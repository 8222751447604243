//! Shared configuration for dbase tools
//!
//! Reads from ~/.dbase/config.toml

use anyhow::{Context, Result};
use serde::{Deserialize, Serialize};
use std::fs;
use std::path::{Path, PathBuf};

/// Default signaling / credential host
pub const DEFAULT_HOST: &str = "api.securecloudgroup.com";

/// Top-level config structure
#[derive(Debug, Clone, Serialize, Deserialize)]
pub struct Config {
    /// "AES-GCM" or "None"
    #[serde(default = "default_encryption_method")]
    pub encryption_method: String,
    #[serde(default)]
    pub server: ServerConfig,
    #[serde(default)]
    pub storage: StorageConfig,
    #[serde(default)]
    pub transfer: TransferConfig,
    #[serde(default)]
    pub signaling: SignalingConfig,
    #[serde(default)]
    pub identity: IdentityConfig,
}

impl Default for Config {
    fn default() -> Self {
        Self {
            encryption_method: default_encryption_method(),
            server: ServerConfig::default(),
            storage: StorageConfig::default(),
            transfer: TransferConfig::default(),
            signaling: SignalingConfig::default(),
            identity: IdentityConfig::default(),
        }
    }
}

/// Relay server configuration
#[derive(Debug, Clone, Serialize, Deserialize)]
pub struct ServerConfig {
    #[serde(default = "default_host")]
    pub host: String,
    #[serde(default = "default_credentials_timeout_ms")]
    pub credentials_timeout_ms: u64,
}

impl Default for ServerConfig {
    fn default() -> Self {
        Self {
            host: default_host(),
            credentials_timeout_ms: default_credentials_timeout_ms(),
        }
    }
}

impl ServerConfig {
    /// `wss://{host}/ws/{peer_id}`
    pub fn signaling_url(&self, peer_id: &str) -> String {
        format!("wss://{}/ws/{}", self.host, peer_id)
    }

    /// `https://{host}/fetch_turn_credentials`
    pub fn credentials_url(&self) -> String {
        format!("https://{}/fetch_turn_credentials", self.host)
    }

    /// `https://{host}/get_peers_for_file`
    pub fn peers_url(&self) -> String {
        format!("https://{}/get_peers_for_file", self.host)
    }
}

fn default_host() -> String {
    DEFAULT_HOST.to_string()
}

fn default_credentials_timeout_ms() -> u64 {
    5000
}

fn default_encryption_method() -> String {
    "AES-GCM".to_string()
}

/// Storage configuration
#[derive(Debug, Clone, Serialize, Deserialize)]
pub struct StorageConfig {
    #[serde(default = "default_data_dir")]
    pub data_dir: String,
    /// Local chunk folder; defaults to `{data_dir}/local_store`
    #[serde(default)]
    pub local_store_dir: Option<String>,
    /// Peer chunk folder; defaults to `{data_dir}/peer_store`
    #[serde(default)]
    pub peer_store_dir: Option<String>,
}

impl Default for StorageConfig {
    fn default() -> Self {
        Self {
            data_dir: default_data_dir(),
            local_store_dir: None,
            peer_store_dir: None,
        }
    }
}

impl StorageConfig {
    pub fn local_store_path(&self, data_dir: &Path) -> PathBuf {
        self.local_store_dir
            .as_ref()
            .map(PathBuf::from)
            .unwrap_or_else(|| data_dir.join("local_store"))
    }

    pub fn peer_store_path(&self, data_dir: &Path) -> PathBuf {
        self.peer_store_dir
            .as_ref()
            .map(PathBuf::from)
            .unwrap_or_else(|| data_dir.join("peer_store"))
    }
}

fn default_data_dir() -> String {
    get_dbase_dir().join("data").to_string_lossy().to_string()
}

/// Chunking and transfer parameters
#[derive(Debug, Clone, Serialize, Deserialize)]
pub struct TransferConfig {
    #[serde(default = "default_chunk_size")]
    pub chunk_size: usize,
    #[serde(default = "default_max_frame_size")]
    pub max_frame_size: usize,
    #[serde(default = "default_send_retries")]
    pub send_retries: u32,
    #[serde(default = "default_open_poll_attempts")]
    pub open_poll_attempts: u32,
    #[serde(default = "default_open_poll_interval_secs")]
    pub open_poll_interval_secs: u64,
    #[serde(default = "default_reconnect_attempts")]
    pub reconnect_attempts: u32,
    #[serde(default = "default_reconnect_interval_secs")]
    pub reconnect_interval_secs: u64,
    /// Handshake ack deadline; none waits indefinitely
    #[serde(default)]
    pub ack_timeout_secs: Option<u64>,
    /// Pause sending while this many bytes are queued on a channel
    #[serde(default = "default_buffer_high_water")]
    pub buffer_high_water: usize,
    #[serde(default = "default_drain_timeout_secs")]
    pub drain_timeout_secs: u64,
}

impl Default for TransferConfig {
    fn default() -> Self {
        Self {
            chunk_size: default_chunk_size(),
            max_frame_size: default_max_frame_size(),
            send_retries: default_send_retries(),
            open_poll_attempts: default_open_poll_attempts(),
            open_poll_interval_secs: default_open_poll_interval_secs(),
            reconnect_attempts: default_reconnect_attempts(),
            reconnect_interval_secs: default_reconnect_interval_secs(),
            ack_timeout_secs: None,
            buffer_high_water: default_buffer_high_water(),
            drain_timeout_secs: default_drain_timeout_secs(),
        }
    }
}

fn default_chunk_size() -> usize {
    128 * 1024
}

fn default_max_frame_size() -> usize {
    16 * 1024
}

fn default_send_retries() -> u32 {
    3
}

fn default_open_poll_attempts() -> u32 {
    10
}

fn default_open_poll_interval_secs() -> u64 {
    60
}

fn default_reconnect_attempts() -> u32 {
    3
}

fn default_reconnect_interval_secs() -> u64 {
    5
}

fn default_buffer_high_water() -> usize {
    1024 * 1024
}

fn default_drain_timeout_secs() -> u64 {
    30
}

/// Relay connection settings
#[derive(Debug, Clone, Serialize, Deserialize)]
pub struct SignalingConfig {
    #[serde(default = "default_ping_interval_secs")]
    pub ping_interval_secs: u64,
    #[serde(default = "default_reconnect_delay_secs")]
    pub reconnect_delay_secs: u64,
}

impl Default for SignalingConfig {
    fn default() -> Self {
        Self {
            ping_interval_secs: default_ping_interval_secs(),
            reconnect_delay_secs: default_reconnect_delay_secs(),
        }
    }
}

fn default_ping_interval_secs() -> u64 {
    60
}

fn default_reconnect_delay_secs() -> u64 {
    5
}

/// Local node identity
#[derive(Debug, Clone, Default, Serialize, Deserialize)]
pub struct IdentityConfig {
    /// Peer id registered with the relay
    #[serde(default)]
    pub peer_id: Option<String>,
    /// Owner recorded on stored chunks; falls back to the peer id
    #[serde(default)]
    pub owner: Option<String>,
    /// Wallet address used for replica peer lookup
    #[serde(default)]
    pub wallet_address: Option<String>,
}

impl Config {
    /// Load config from file, or create default if doesn't exist
    pub fn load() -> Result<Self> {
        Self::load_from(&get_config_path())
    }

    /// Load from an explicit path, writing defaults if it is missing
    pub fn load_from(config_path: &Path) -> Result<Self> {
        if config_path.exists() {
            let content = fs::read_to_string(config_path).context("Failed to read config file")?;
            toml::from_str(&content).context("Failed to parse config file")
        } else {
            let config = Config::default();
            config.save_to(config_path)?;
            Ok(config)
        }
    }

    /// Load config, returning default on any error (no panic)
    pub fn load_or_default() -> Self {
        Self::load().unwrap_or_default()
    }

    /// Save config to file
    pub fn save(&self) -> Result<()> {
        self.save_to(&get_config_path())
    }

    pub fn save_to(&self, config_path: &Path) -> Result<()> {
        if let Some(parent) = config_path.parent() {
            fs::create_dir_all(parent)?;
        }
        let content = toml::to_string_pretty(self)?;
        fs::write(config_path, content)?;
        Ok(())
    }

    /// Owner string recorded on chunks and metadata
    pub fn owner(&self) -> Option<&str> {
        self.identity
            .owner
            .as_deref()
            .or(self.identity.peer_id.as_deref())
    }
}

/// Get the dbase directory (~/.dbase)
pub fn get_dbase_dir() -> PathBuf {
    if let Ok(dir) = std::env::var("DBASE_CONFIG_DIR") {
        return PathBuf::from(dir);
    }
    dirs::home_dir()
        .unwrap_or_else(|| PathBuf::from("."))
        .join(".dbase")
}

/// Get the config file path (~/.dbase/config.toml)
pub fn get_config_path() -> PathBuf {
    get_dbase_dir().join("config.toml")
}

/// Get the data directory from config (defaults to ~/.dbase/data)
/// Can be overridden with DBASE_DATA_DIR environment variable
pub fn get_data_dir() -> PathBuf {
    if let Ok(dir) = std::env::var("DBASE_DATA_DIR") {
        return PathBuf::from(dir);
    }
    let config = Config::load_or_default();
    PathBuf::from(&config.storage.data_dir)
}

#[cfg(test)]
mod tests {
    use super::*;
    use tempfile::TempDir;

    #[test]
    fn test_default_config() {
        let config = Config::default();
        assert_eq!(config.server.host, DEFAULT_HOST);
        assert_eq!(config.transfer.chunk_size, 131072);
        assert_eq!(config.transfer.max_frame_size, 16384);
        assert_eq!(config.transfer.send_retries, 3);
        assert_eq!(config.signaling.ping_interval_secs, 60);
        assert_eq!(config.encryption_method, "AES-GCM");
        assert!(config.transfer.ack_timeout_secs.is_none());
        assert_eq!(config.transfer.buffer_high_water, 1024 * 1024);
        assert_eq!(config.transfer.drain_timeout_secs, 30);
    }

    #[test]
    fn test_parse_empty_config() {
        let config: Config = toml::from_str("").unwrap();
        assert_eq!(config.transfer.open_poll_attempts, 10);
        assert_eq!(config.signaling.reconnect_delay_secs, 5);
    }

    #[test]
    fn test_parse_partial_config() {
        let toml = r#"
encryption_method = "None"

[server]
host = "relay.example.org"

[transfer]
max_frame_size = 8192
"#;
        let config: Config = toml::from_str(toml).unwrap();
        assert_eq!(config.encryption_method, "None");
        assert_eq!(config.server.signaling_url("p1"), "wss://relay.example.org/ws/p1");
        assert_eq!(
            config.server.credentials_url(),
            "https://relay.example.org/fetch_turn_credentials"
        );
        assert_eq!(config.transfer.max_frame_size, 8192);
        assert_eq!(config.transfer.chunk_size, 131072);
    }

    #[test]
    fn test_owner_falls_back_to_peer_id() {
        let mut config = Config::default();
        assert_eq!(config.owner(), None);
        config.identity.peer_id = Some("node-7".to_string());
        assert_eq!(config.owner(), Some("node-7"));
        config.identity.owner = Some("alice".to_string());
        assert_eq!(config.owner(), Some("alice"));
    }

    #[test]
    fn test_store_paths() {
        let storage = StorageConfig::default();
        let data = PathBuf::from("/tmp/d");
        assert_eq!(storage.local_store_path(&data), data.join("local_store"));
        assert_eq!(storage.peer_store_path(&data), data.join("peer_store"));
    }

    #[test]
    fn test_load_creates_default_and_reloads() {
        let temp = TempDir::new().unwrap();
        let path = temp.path().join("nested/config.toml");

        let config = Config::load_from(&path).unwrap();
        assert!(path.exists());
        assert_eq!(config.server.host, DEFAULT_HOST);

        let mut changed = config.clone();
        changed.identity.peer_id = Some("abc".to_string());
        changed.save_to(&path).unwrap();

        let reloaded = Config::load_from(&path).unwrap();
        assert_eq!(reloaded.identity.peer_id.as_deref(), Some("abc"));
    }
}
■ ■ ■ ■ ■
Please return every line of the records above that contains the word "StorageConfig".

    pub storage: StorageConfig,
            storage: StorageConfig::default(),
pub struct StorageConfig {
impl Default for StorageConfig {
impl StorageConfig {
        let storage = StorageConfig::default();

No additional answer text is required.